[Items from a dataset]

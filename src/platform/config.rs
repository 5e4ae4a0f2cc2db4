// LeadSweep - platform/config.rs
//
// Platform-specific config directory resolution, and config.toml loading
// with validation into the immutable run configuration.
//
// Uses the `directories` crate for XDG (Linux), AppData (Windows),
// Library (macOS) compliance.

use crate::core::filter::ExclusionKeywords;
use crate::core::model::{OwnerMapping, Region};
use crate::core::pipeline::LeadConfig;
use crate::core::region::RegionRules;
use crate::core::table::TableOptions;
use crate::util::constants;
use crate::util::error::ConfigError;
use directories::ProjectDirs;
use std::collections::BTreeMap;
use std::path::{Path, PathBuf};

/// Resolved platform paths for LeadSweep configuration.
#[derive(Debug, Clone)]
pub struct PlatformPaths {
    /// Configuration directory (e.g. ~/.config/leadsweep/ or %APPDATA%\LeadSweep\config\)
    pub config_dir: PathBuf,
}

impl PlatformPaths {
    /// Resolve platform-appropriate paths.
    ///
    /// Falls back to current directory if platform dirs cannot be determined.
    pub fn resolve() -> Self {
        if let Some(proj_dirs) = ProjectDirs::from("", "", constants::APP_ID) {
            let config_dir = proj_dirs.config_dir().to_path_buf();
            tracing::debug!(config = %config_dir.display(), "Platform paths resolved");
            Self { config_dir }
        } else {
            tracing::warn!("Could not determine platform directories, using current directory");
            Self {
                config_dir: PathBuf::from("."),
            }
        }
    }

    /// Default location of config.toml.
    pub fn config_file(&self) -> PathBuf {
        self.config_dir.join(constants::CONFIG_FILE_NAME)
    }
}

// =============================================================================
// config.toml shape
// =============================================================================

/// Raw deserialisable shape of config.toml.
///
/// Unknown keys are silently ignored for forward compatibility.
#[derive(Debug, Default, serde::Deserialize)]
#[serde(default)]
pub struct RawConfig {
    /// Campaign label applied to every output row.
    pub campaign: Option<String>,
    /// `[columns]` section.
    pub columns: ColumnsSection,
    /// `[exclusion]` section.
    pub exclusion: ExclusionSection,
    /// `[owners]` section: region name → owner identifier.
    pub owners: BTreeMap<String, String>,
    /// `[regions]` section.
    pub regions: RegionsSection,
    /// `[input]` section.
    pub input: InputSection,
    /// `[logging]` section.
    pub logging: LoggingSection,
}

/// `[columns]` config section: input column for each role.
#[derive(Debug, Default, serde::Deserialize)]
#[serde(default)]
pub struct ColumnsSection {
    pub first_name: Option<String>,
    pub last_name: Option<String>,
    pub company: Option<String>,
    pub country: Option<String>,
    pub email: Option<String>,
    pub title: Option<String>,
}

/// `[exclusion]` config section.
#[derive(Debug, Default, serde::Deserialize)]
#[serde(default)]
pub struct ExclusionSection {
    /// Comma-separated text or an array of keywords.
    pub keywords: Option<KeywordList>,
}

/// Keywords may be written either way in TOML.
#[derive(Debug, serde::Deserialize)]
#[serde(untagged)]
pub enum KeywordList {
    Text(String),
    List(Vec<String>),
}

impl KeywordList {
    fn to_keywords(&self) -> ExclusionKeywords {
        match self {
            KeywordList::Text(text) => ExclusionKeywords::parse(text),
            KeywordList::List(items) => ExclusionKeywords::from_list(items),
        }
    }
}

/// `[regions]` config section: trigger overrides. Evaluation order is
/// fixed; only the lists can change.
#[derive(Debug, Default, serde::Deserialize)]
#[serde(default)]
pub struct RegionsSection {
    pub apac: Option<Vec<String>>,
    pub euro: Option<Vec<String>>,
    pub emea: Option<Vec<String>>,
    #[serde(alias = "us-west")]
    pub us_west: Option<Vec<String>>,
    /// Present only so it can be rejected with a clear message.
    #[serde(alias = "us-east")]
    pub us_east: Option<Vec<String>>,
}

/// `[input]` config section.
#[derive(Debug, Default, serde::Deserialize)]
#[serde(default)]
pub struct InputSection {
    /// Single-character field delimiter, or "tab".
    pub delimiter: Option<String>,
    /// Cell values read as null. Replaces the defaults when set.
    pub null_markers: Option<Vec<String>>,
}

/// `[logging]` config section.
#[derive(Debug, Default, serde::Deserialize)]
#[serde(default)]
pub struct LoggingSection {
    /// Log level: "error", "warn", "info", "debug", "trace".
    pub level: Option<String>,
}

// =============================================================================
// Validated configuration
// =============================================================================

/// Validated application configuration.
#[derive(Debug, Clone, PartialEq, Eq)]
pub struct AppConfig {
    /// Everything the pipeline reads.
    pub lead: LeadConfig,
    /// How input files are tokenised.
    pub table: TableOptions,
    /// Logging level string (for init before tracing is available).
    pub log_level: Option<String>,
}

impl Default for AppConfig {
    fn default() -> Self {
        Self {
            lead: LeadConfig {
                keywords: ExclusionKeywords::parse(constants::DEFAULT_EXCLUSION_KEYWORDS),
                ..Default::default()
            },
            table: TableOptions::default(),
            log_level: None,
        }
    }
}

/// Values supplied on the command line. Each `Some` replaces the config
/// value; `owners` entries are `REGION=ID` and replace one region each.
#[derive(Debug, Clone, Default)]
pub struct Overrides {
    pub first_name: Option<String>,
    pub last_name: Option<String>,
    pub company: Option<String>,
    pub country: Option<String>,
    pub email: Option<String>,
    pub title: Option<String>,
    pub keywords: Option<String>,
    pub campaign: Option<String>,
    pub owners: Vec<String>,
    pub delimiter: Option<String>,
}

impl AppConfig {
    /// Apply command-line overrides on top of the loaded configuration.
    pub fn apply_overrides(&mut self, overrides: &Overrides) -> Result<(), ConfigError> {
        let mapping = &mut self.lead.mapping;
        let set = |target: &mut String, value: &Option<String>| {
            if let Some(v) = value {
                *target = v.clone();
            }
        };
        set(&mut mapping.first_name, &overrides.first_name);
        set(&mut mapping.last_name, &overrides.last_name);
        set(&mut mapping.company, &overrides.company);
        set(&mut mapping.country, &overrides.country);
        if overrides.email.is_some() {
            mapping.email = overrides.email.clone();
        }
        if overrides.title.is_some() {
            mapping.title = overrides.title.clone();
        }

        if let Some(ref text) = overrides.keywords {
            self.lead.keywords = ExclusionKeywords::parse(text);
        }
        if let Some(ref campaign) = overrides.campaign {
            self.lead.campaign = campaign.trim().to_string();
        }
        for entry in &overrides.owners {
            let (region, owner) = parse_owner_arg(entry)?;
            self.lead.owners.set(region, owner);
        }
        if let Some(ref delimiter) = overrides.delimiter {
            self.table.delimiter = parse_delimiter("--delimiter", delimiter)?;
        }
        Ok(())
    }
}

/// Split a `REGION=ID` argument.
pub fn parse_owner_arg(entry: &str) -> Result<(Region, &str), ConfigError> {
    let (region, owner) = entry
        .split_once('=')
        .ok_or_else(|| ConfigError::ValueOutOfRange {
            field: "--owner".to_string(),
            value: entry.to_string(),
            expected: "REGION=ID, e.g. APAC=005A000001".to_string(),
        })?;
    Ok((region.parse()?, owner))
}

/// A single ASCII character, or the word "tab".
pub fn parse_delimiter(field: &str, value: &str) -> Result<u8, ConfigError> {
    if value.eq_ignore_ascii_case("tab") || value == "\\t" || value == "\t" {
        return Ok(b'\t');
    }
    match value.as_bytes() {
        [b] if b.is_ascii() && *b != b'"' && *b != b'\n' && *b != b'\r' => Ok(*b),
        _ => Err(ConfigError::ValueOutOfRange {
            field: field.to_string(),
            value: value.to_string(),
            expected: "a single ASCII character other than a quote or newline, or \"tab\""
                .to_string(),
        }),
    }
}

/// Outcome of [`load_config`].
///
/// Config is read before logging is initialised, so nothing is logged here;
/// the caller reports `source` and `warnings` once the subscriber is up.
#[derive(Debug, Clone)]
pub struct LoadedConfig {
    pub config: AppConfig,
    /// Non-fatal validation warnings.
    pub warnings: Vec<String>,
    /// The file that was read, or `None` when defaults were used.
    pub source: Option<PathBuf>,
}

/// Load and validate config.toml at `path`.
///
/// A missing file yields defaults when `required` is false (no config yet)
/// and an error when it is true (the user named the file explicitly).
pub fn load_config(path: &Path, required: bool) -> Result<LoadedConfig, ConfigError> {
    if !required && !path.exists() {
        return Ok(LoadedConfig {
            config: AppConfig::default(),
            warnings: Vec::new(),
            source: None,
        });
    }

    let content = std::fs::read_to_string(path).map_err(|e| ConfigError::Io {
        path: path.to_path_buf(),
        source: e,
    })?;

    let (config, warnings) = parse_config(&content, path)?;
    Ok(LoadedConfig {
        config,
        warnings,
        source: Some(path.to_path_buf()),
    })
}

/// Parse and validate config.toml content. `path` is for messages only.
pub fn parse_config(content: &str, path: &Path) -> Result<(AppConfig, Vec<String>), ConfigError> {
    let raw: RawConfig = toml::from_str(content).map_err(|e| ConfigError::TomlParse {
        path: path.to_path_buf(),
        source: e,
    })?;

    let mut warnings: Vec<String> = Vec::new();
    let mut config = AppConfig::default();

    // -- Columns --
    let columns = raw.columns;
    let mapping = &mut config.lead.mapping;
    mapping.first_name = columns.first_name.unwrap_or_default();
    mapping.last_name = columns.last_name.unwrap_or_default();
    mapping.company = columns.company.unwrap_or_default();
    mapping.country = columns.country.unwrap_or_default();
    mapping.email = columns.email;
    mapping.title = columns.title;

    // -- Campaign --
    if let Some(campaign) = raw.campaign {
        config.lead.campaign = campaign.trim().to_string();
    }

    // -- Exclusion keywords --
    if let Some(ref list) = raw.exclusion.keywords {
        config.lead.keywords = list.to_keywords();
        if config.lead.keywords.is_empty() {
            warnings.push(
                "[exclusion] keywords is empty. No leads will be excluded.".to_string(),
            );
        }
    }

    // -- Owners --
    let mut owners = OwnerMapping::default();
    for (name, owner) in &raw.owners {
        let region: Region = name.parse()?;
        owners.set(region, owner);
    }
    config.lead.owners = owners;

    // -- Region trigger overrides --
    if raw.regions.us_east.is_some() {
        return Err(ConfigError::DefaultRegionTriggers);
    }
    let overrides = [
        (Region::Apac, raw.regions.apac),
        (Region::Euro, raw.regions.euro),
        (Region::Emea, raw.regions.emea),
        (Region::UsWest, raw.regions.us_west),
    ];
    let mut rules = RegionRules::default();
    for (region, triggers) in overrides {
        if let Some(triggers) = triggers {
            rules = rules.with_triggers(region, triggers)?;
            if rules.triggers(region).is_empty() {
                warnings.push(format!(
                    "[regions] {} has no triggers. Nothing will be routed there.",
                    region.label().to_lowercase().replace('-', "_")
                ));
            }
        }
    }
    config.lead.rules = rules;

    // -- Input --
    if let Some(ref delimiter) = raw.input.delimiter {
        config.table.delimiter = parse_delimiter("[input] delimiter", delimiter)?;
    }
    if let Some(markers) = raw.input.null_markers {
        config.table.null_markers = markers;
    }

    // -- Logging: level --
    if let Some(ref level) = raw.logging.level {
        let valid = ["error", "warn", "info", "debug", "trace"];
        if valid.contains(&level.to_lowercase().as_str()) {
            config.log_level = Some(level.clone());
        } else {
            warnings.push(format!(
                "[logging] level = \"{level}\" is not recognised. \
                 Valid values: error, warn, info, debug, trace. Using default (info).",
            ));
        }
    }

    Ok((config, warnings))
}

- [Goal of the exercise]: Once you reach the line with "pub fn apply_overrides(&mut" in the data above, copy it and every line after it exactly, up to and including the line with "set(&mut mapping.company, &overrides.company);".

- [Response to this task]:
    pub fn apply_overrides(&mut self, overrides: &Overrides) -> Result<(), ConfigError> {
        let mapping = &mut self.lead.mapping;
        let set = |target: &mut String, value: &Option<String>| {
            if let Some(v) = value {
                *target = v.clone();
            }
        };
        set(&mut mapping.first_name, &overrides.first_name);
        set(&mut mapping.last_name, &overrides.last_name);
        set(&mut mapping.company, &overrides.company);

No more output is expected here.